If you don’t have health insurance becoming ill or injured in a new country can be stressful, overwhelming, and expensive. The healthcare system in the US is unique as the nation does not have a universal healthcare system. This means that if you are not insured, you could be left paying huge medical bills.
There are different types of health insurance programs offered to US citizens. Although there is no universal healthcare system, there are two federal support programs: Medicare and Medicaid.
- Medicare is for those 65 years and older.
- Medicaid is for those with a low income.
Most expats do not qualify for these plans and must pursue other options.
Whether or not you are required to have health insurance depends on the state you are living in. Some states require expats to acquire insurance, where others do not. If applying for an immigration visa, you must prove you have health insurance within 30 days of entering the country.
If you do not have health insurance and needed emergency healthcare, e.g., you broke your leg, you would end up with an expensive medical bill. America has some of the highest medical costs in the world, and you will be on the hook for paying if you don’t have health insurance. As you can imagine, this can have dire financial consequences for expats. Fortunately, there are options available to you, as an expat, to obtain insurance.
- You can purchase international health insurance that will cover your medical expenses if you need to go to the hospital, visit a doctor, etc.
- Work for a company that provides health insurance.
International Health Insurance Plans (iPMI)

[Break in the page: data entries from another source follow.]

//! Logging configuration.

use serde::{Deserialize, Serialize};

/// Logging and tracing configuration.
#[derive(Debug, Clone, Serialize, Deserialize)]
pub struct LoggingConfig {
    /// Log level: `"trace"`, `"debug"`, `"info"`, `"warn"`, `"error"`.
    #[serde(default = "default_level")]
    pub level: String,
    /// Log format: `"json"` or `"pretty"`.
    #[serde(default = "default_format")]
    pub format: String,
}

impl Default for LoggingConfig {
    fn default() -> Self {
        Self {
            level: default_level(),
            format: default_format(),
        }
    }
}

fn default_level() -> String {
    "info".to_string()
}

fn default_format() -> String {
    "json".to_string()
}
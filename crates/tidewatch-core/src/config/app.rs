//! Server configuration.

use serde::{Deserialize, Serialize};

/// Network listener configuration.
#[derive(Debug, Clone, Serialize, Deserialize)]
pub struct ServerConfig {
    /// Bind address.
    #[serde(default = "default_host")]
    pub host: String,
    /// WebSocket listener port.
    #[serde(default = "default_port")]
    pub port: u16,
    /// Whether the WebSocket listener is started.
    #[serde(default = "default_true")]
    pub websocket_enabled: bool,
    /// Graceful shutdown timeout in seconds.
    #[serde(default = "default_shutdown_grace")]
    pub shutdown_grace_seconds: u64,
}

impl Default for ServerConfig {
    fn default() -> Self {
        Self {
            host: default_host(),
            port: default_port(),
            websocket_enabled: default_true(),
            shutdown_grace_seconds: default_shutdown_grace(),
        }
    }
}

impl ServerConfig {
    /// `host:port` string for binding the listener.
    pub fn bind_address(&self) -> String {
        format!("{}:{}", self.host, self.port)
    }
}

fn default_host() -> String {
    "0.0.0.0".to_string()
}

fn default_port() -> u16 {
    8090
}

fn default_true() -> bool {
    true
}

fn default_shutdown_grace() -> u64 {
    10
}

This type of insurance is for expats staying longer than 6 months. It covers many medical expenses, including maternity care, doctors’ visits, emergency medical care, dental, vision, and on-going medical treatment for chronic conditions.
Different iPMI plans accommodate different needs and budgets. This means, if you want to omit some coverage like dental, you can do so, and it will make your rate cheaper.
The annual cost of your insurance will vary between $500 and $8000. Your insurance premium (the amount you pay) is affected by your age, medical history, deductible, and maximum coverage. Generally speaking, the younger you are and the bigger your deductible is, the lower your annual premium will be. You can access a free quote by visiting the website of the insurance provider. Here are a few of the most popular iPMI providers for expats in the U.S:
- Cigna Global Insurance Plan
- GeoBlue Xplorer Worldwide Medical Plan
- IMG Global Medical Plan
- Integra Health Plans
- Aetna International
How does Insurance Work?
The insurance company will be billed directly for your medical expenses, so long as these medical expenses are included in your insurance plan. In some cases, you will have to pay a deductible. A deductible is a certain amount that you will need to pay that goes towards the medical expense. You will set your deductible when purchasing your plan. If you are with an employer insurance provider, they will tell you what your deductible is.
The deductible may differ based on the medical service or be a set amount each year. Some health services will not require a deductible like doctors’ visits, outpatient prescriptions, or vaccines. Again, this depends on the insurance plan you sign up for.
You may also have copayments or “copay” attached to certain services. A copay is a fixed amount that you pay before receiving the service. For example, your insurance plan may require a $20 copay for every doctors’ visit. When you go to the doctor, you pay $20, and the remaining amount is billed to your insurance provider.
There is also something called “cost-share.” This is very similar to copayments. However, it is often a percentage versus a fixed amount. If your cost share amount is 10%, you will pay 10% of every medical expense. For example, let’s say you had a claim (medical bill) of $10,000. Your deductible is $500, and you have a 20% cost share with a maximum of $2000. You would be required to pay $2500 ($500 deducible + $2000 cost-share) out of pocket, and the insurance company would pay the remaining $7500.
Deductibles and copayments are ways to reduce your annual insurance premium. If you have higher deductibles and more copayments, your premium will be less. Even if you have insurance through your employer, you will likely also have to pay deductibles and copayments.
Before seeking medical care, it’s important to note that not all doctors nor hospitals will accept your insurance. For this reason, you want to have an insurance provider with an extensive network. GeoBlue Xplorer is associated with Blue Shield of America and Blue Cross and has a superior network of doctors and hospitals.
Additionally, some healthcare providers and doctors will not “direct bill,” which means they won’t send the bill to your insurance company. Instead, you will have to pay out of pocket and then submit a claim with your insurance provider. After reviewing your claim, the insurance company will reimburse you the amount.
How much coverage do I need?
It is hard to predict when a medical emergency will occur. If you were to experience a heart attack suddenly, it could cost you hundreds of thousands of dollars in medical bills. If you plan to stay in the US for an extended period, you should consider higher maximum coverage amounts. The costs of treatment can vary greatly depending on the hospital. For example, treating a urinary tract infection could cost $100 at a doctor’s office or over $70K if you visited the hospital.
If you aren’t sure what type of insurance you need, it is best to start looking and comparing the different plans. Everyone’s personal needs are different. If you have a recurring condition or need treatment often, you will need to consider this. By adjusting your deductible, copay, and cost-share amounts, you can find comprehensive health insurance within your budget.